鍛造の基礎知識|鍛造の意味

2012年11月12日更新

鉄や金属材料を加工する方法は多様なものがあり、鍛造(たんぞう)法も、プレス加工や鋳造法などのように金属を加工して品物をつくる方法の一つです。

鍛造の基本原理は、金属材料を炉の中で赤熱して、やわらかくなったところをハンマーや槌で叩いて、いろいろな形に仕上げていくというもので(熱間鍛造)、このような手法で作られたものを鍛造品と呼びます(熱をかけずに常温で行うものは冷間鍛造といいます)。

いわゆる昔の鍛冶をイメージするとよいかもしれません。赤く熱した鉄を、冷めないうちに何度も槌で叩いて形をつくっていくという動作が「鍛造」の本質的な姿です。

金属材料を加熱するやわらかくなりますが、昔から鉄は熱いうちに打てといわれてきました。このように金属材料が弾性を失って粘さがまし、延性や展性が増加した状態を「塑性(そせい)」のある状態と呼びます。平たく言えば、変形可能な状態にあることです。この状態にあるものに衝撃を加えて、身の詰まった状態にしていくのが鍛造加工です。

言い方を変えると、まずは「金属を塑性のある状態」にしてからプレスやハンマーで大きな力を加えて、元に戻らない変形である「永久変形」をさせて、所要の形に成形させる加工ともいえます。

このとき、粗い状態になっている材料内部の組織である結晶粒子を微細化させ、その結合を密着させることになるので、材料の粘り強さが増加していきます(このような目的で行う鍛造のことは鍛錬と呼ぶことがあります)。

鍛造品はハンマーで打って鍛えられていくので、材料の性質が改善されて強靭な製品が得られる点に特徴があります。ただ、鍛造のままだと表面がまだ粗く、寸法も不正確なため、さらにここから機械によって加工して精密な寸法に仕上げることで製品となります。

昨今では機械の部品の中でも大形で強靭なものが要求されることがあり、こうしたものは機械ハンマーによって鍛造されています。

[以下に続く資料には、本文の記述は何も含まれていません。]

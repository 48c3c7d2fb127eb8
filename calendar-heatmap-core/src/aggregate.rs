//! Aggregation of day records into category summaries.
//!
//! Day summaries are memoised on the record the first time they are computed.
//! Period aggregates (year, month, week) are folded on demand and never cached.

use std::borrow::Cow;
use std::collections::HashMap;

use chrono::{Datelike, Duration, NaiveDate};

use crate::types::{AggregateNode, CategorySummary, DayRecord};

/// Time period a level of the heatmap aggregates over.
#[derive(Debug, Clone, Copy, PartialEq, Eq, Hash)]
pub enum Period {
    /// Full year (e.g., 2024)
    Year(i32),
    /// Specific month (year, month 1-12)
    Month(i32, u32),
    /// Sunday-start week, identified by its first day
    Week(NaiveDate),
}

impl Period {
    /// Period of the given kind containing `date`.
    pub fn year_of(date: NaiveDate) -> Self {
        Period::Year(date.year())
    }

    pub fn month_of(date: NaiveDate) -> Self {
        Period::Month(date.year(), date.month())
    }

    pub fn week_of(date: NaiveDate) -> Self {
        Period::Week(start_of_week(date))
    }

    /// First day of the period.
    pub fn start(&self) -> NaiveDate {
        match *self {
            Period::Year(year) => first_of_month(year, 1),
            Period::Month(year, month) => first_of_month(year, month),
            Period::Week(start) => start,
        }
    }

    /// First day after the period (exclusive end).
    pub fn end(&self) -> NaiveDate {
        match *self {
            Period::Year(year) => first_of_month(year + 1, 1),
            Period::Month(year, month) => {
                let (next_year, next_month) = if month == 12 {
                    (year + 1, 1)
                } else {
                    (year, month + 1)
                };
                first_of_month(next_year, next_month)
            }
            Period::Week(start) => start + Duration::days(7),
        }
    }

    pub fn contains(&self, date: NaiveDate) -> bool {
        self.start() <= date && date < self.end()
    }

    /// Date an aggregate of this period is anchored on.
    pub fn anchor(&self) -> NaiveDate {
        self.start()
    }

    /// Get display name for this period.
    pub fn display_name(&self) -> String {
        match *self {
            Period::Year(year) => format!("{}", year),
            Period::Month(year, month) => {
                format!("{} {}", crate::format::month_label(month), year)
            }
            Period::Week(start) => format!("Week {}", week_number(start)),
        }
    }
}

fn first_of_month(year: i32, month: u32) -> NaiveDate {
    NaiveDate::from_ymd_opt(year, month, 1).unwrap_or(NaiveDate::MIN)
}

/// Sunday on or before `date`.
pub fn start_of_week(date: NaiveDate) -> NaiveDate {
    date - Duration::days(date.weekday().num_days_from_sunday() as i64)
}

/// Week of year with Sunday-start weeks, where week 1 contains January 1st.
///
/// The last days of December belong to week 1 when their week contains the
/// next January 1st.
pub fn week_number(date: NaiveDate) -> u32 {
    let week_start = start_of_week(date);
    let week_end = week_start + Duration::days(6);
    if week_end.year() > week_start.year() {
        return 1;
    }
    let jan1 = first_of_month(date.year(), 1);
    let first_week = start_of_week(jan1);
    ((week_start - first_week).num_days() / 7) as u32 + 1
}

fn sorted_summary(totals: HashMap<String, u64>) -> Vec<CategorySummary> {
    let mut summary: Vec<CategorySummary> = totals
        .into_iter()
        .map(|(name, value)| CategorySummary { name, value })
        .collect();
    // Name tiebreak keeps the order stable across runs.
    summary.sort_by(|a, b| b.value.cmp(&a.value).then_with(|| a.name.cmp(&b.name)));
    summary
}

/// Fold a record's details into a name-keyed summary without caching it.
pub fn compute_summary(record: &DayRecord) -> Vec<CategorySummary> {
    let mut totals: HashMap<String, u64> = HashMap::new();
    for detail in &record.details {
        let value = totals.entry(detail.name.clone()).or_default();
        *value = value.saturating_add(detail.value);
    }
    sorted_summary(totals)
}

/// Summary of a day record, computed and stored on first use.
///
/// A record that already carries a summary is returned unchanged.
pub fn summarize(record: &mut DayRecord) -> &[CategorySummary] {
    if record.summary.is_none() {
        record.summary = Some(compute_summary(record));
    }
    record.summary.as_deref().unwrap_or_default()
}

/// Memoised summary when present, otherwise a freshly computed one.
pub fn summary_of(record: &DayRecord) -> Cow<'_, [CategorySummary]> {
    match &record.summary {
        Some(summary) => Cow::Borrowed(summary.as_slice()),
        None => Cow::Owned(compute_summary(record)),
    }
}

/// Summarize every record of a dataset.
pub fn summarize_all(data: &mut [DayRecord]) {
    for record in data.iter_mut() {
        summarize(record);
    }
}

/// Fold all records matching `predicate` into one aggregate anchored at `anchor`.
///
/// An empty match yields a zero total and an empty summary.
pub fn aggregate_where<F>(records: &[DayRecord], anchor: NaiveDate, predicate: F) -> AggregateNode
where
    F: Fn(&DayRecord) -> bool,
{
    let mut total: u64 = 0;
    let mut totals: HashMap<String, u64> = HashMap::new();

    for record in records.iter().filter(|r| predicate(r)) {
        total = u64::saturating_add(total, record.total);
        for entry in summary_of(record).iter() {
            let value = totals.entry(entry.name.clone()).or_default();
            *value = value.saturating_add(entry.value);
        }
    }

    AggregateNode {
        date: anchor,
        total,
        summary: sorted_summary(totals),
    }
}

/// Aggregate all records falling inside `period`.
pub fn aggregate_period(records: &[DayRecord], period: Period) -> AggregateNode {
    aggregate_where(records, period.anchor(), |r| period.contains(r.date))
}

/// Whether any record falls inside `period`.
pub fn period_has_data(records: &[DayRecord], period: Period) -> bool {
    records.iter().any(|r| period.contains(r.date))
}

/// Records inside `period`, in dataset order, with their dataset indices.
pub fn records_in(records: &[DayRecord], period: Period) -> Vec<(usize, &DayRecord)> {
    records
        .iter()
        .enumerate()
        .filter(|(_, r)| period.contains(r.date))
        .collect()
}

#[cfg(test)]
mod tests {
    use super::*;
    use crate::types::DetailEntry;

    fn date(y: i32, m: u32, d: u32) -> NaiveDate {
        NaiveDate::from_ymd_opt(y, m, d).unwrap()
    }

    fn detail(day: NaiveDate, name: &str, hour: u32, value: u64) -> DetailEntry {
        DetailEntry {
            name: name.to_string(),
            date: day.and_hms_opt(hour, 0, 0).unwrap(),
            value,
        }
    }

    fn record(day: NaiveDate, details: &[(&str, u64)]) -> DayRecord {
        let details = details
            .iter()
            .enumerate()
            .map(|(i, (name, value))| detail(day, name, i as u32, *value))
            .collect();
        DayRecord::new(day, details)
    }

    #[test]
    fn test_summarize_folds_and_sorts() {
        let mut r = record(
            date(2024, 1, 2),
            &[("beta", 100), ("alpha", 50), ("beta", 25), ("gamma", 300)],
        );
        let summary = summarize(&mut r).to_vec();
        assert_eq!(
            summary,
            vec![
                CategorySummary::new("gamma", 300),
                CategorySummary::new("beta", 125),
                CategorySummary::new("alpha", 50),
            ]
        );
        let sum: u64 = summary.iter().map(|s| s.value).sum();
        assert_eq!(sum, r.total);
    }

    #[test]
    fn test_summarize_is_memoised() {
        let mut r = record(date(2024, 1, 2), &[("alpha", 10)]);
        r.summary = Some(vec![CategorySummary::new("given", 10)]);
        assert_eq!(summarize(&mut r), &[CategorySummary::new("given", 10)]);

        let mut r = record(date(2024, 1, 2), &[("alpha", 10)]);
        summarize(&mut r);
        r.details.push(detail(date(2024, 1, 2), "late", 5, 99));
        assert_eq!(summarize(&mut r), &[CategorySummary::new("alpha", 10)]);
    }

    #[test]
    fn test_aggregate_period_merges_by_name() {
        let mut data = vec![
            record(date(2023, 12, 31), &[("alpha", 1000)]),
            record(date(2024, 1, 1), &[("alpha", 100), ("beta", 40)]),
            record(date(2024, 6, 1), &[("beta", 80)]),
        ];
        summarize_all(&mut data);

        let node = aggregate_period(&data, Period::Year(2024));
        assert_eq!(node.date, date(2024, 1, 1));
        assert_eq!(node.total, 220);
        assert_eq!(
            node.summary,
            vec![
                CategorySummary::new("beta", 120),
                CategorySummary::new("alpha", 100),
            ]
        );
    }

    #[test]
    fn test_aggregate_without_cached_summaries() {
        let data = vec![record(date(2024, 2, 1), &[("alpha", 5), ("alpha", 5)])];
        let node = aggregate_period(&data, Period::Month(2024, 2));
        assert_eq!(node.summary, vec![CategorySummary::new("alpha", 10)]);
    }

    #[test]
    fn test_aggregate_empty_range() {
        let data = vec![record(date(2024, 2, 1), &[("alpha", 5)])];
        let node = aggregate_period(&data, Period::Year(1999));
        assert_eq!(node.total, 0);
        assert!(node.summary.is_empty());

        let node = aggregate_where(&[], date(2024, 1, 1), |_| true);
        assert_eq!(node.total, 0);
        assert!(node.summary.is_empty());
    }

    #[test]
    fn test_period_bounds() {
        assert_eq!(Period::Month(2024, 12).end(), date(2025, 1, 1));
        assert_eq!(Period::Month(2024, 2).end(), date(2024, 3, 1));
        assert!(Period::Month(2024, 2).contains(date(2024, 2, 29)));
        assert!(!Period::Month(2024, 2).contains(date(2024, 3, 1)));

        // 2024-03-06 is a Wednesday
        let week = Period::week_of(date(2024, 3, 6));
        assert_eq!(week.start(), date(2024, 3, 3));
        assert_eq!(week.end(), date(2024, 3, 10));
        assert!(week.contains(date(2024, 3, 9)));
        assert!(!week.contains(date(2024, 3, 10)));
    }

    #[test]
    fn test_week_number() {
        // Jan 1st 2024 is a Monday; its week starts Sunday Dec 31st 2023
        assert_eq!(week_number(date(2024, 1, 1)), 1);
        assert_eq!(week_number(date(2023, 12, 31)), 1);
        assert_eq!(week_number(date(2024, 1, 7)), 2);
        assert_eq!(week_number(date(2024, 3, 6)), 10);
        assert_eq!(Period::week_of(date(2024, 3, 6)).display_name(), "Week 10");
    }

    #[test]
    fn test_period_display_name() {
        assert_eq!(Period::Year(2024).display_name(), "2024");
        assert_eq!(Period::Month(2024, 3).display_name(), "Mar 2024");
    }
}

鍛造作業は上述の、叩いて鍛えるという側面のほか、刀鍛冶が熱したり冷ましたりする作業を繰り返すように、材料の加熱、冷却を繰り返して必要な硬さや粘り強さを与える焼入れ、焼き戻し、などの熱処理という側面も伴います。叩いて鍛えるだけでなく、この熱処理をどういう具合に行うかが、鉄の組織の性質を決定付けるため、とても重要になります。いわば、金属の機械的性質を改善するのは、熱処理ともいえるからです。この熱処理は金属を扱う上では切っても切れない工程になりますので、加工に用いる材料にどのような熱処理が施されているのか、という点もあわせて考える癖をつけるとよいと思います。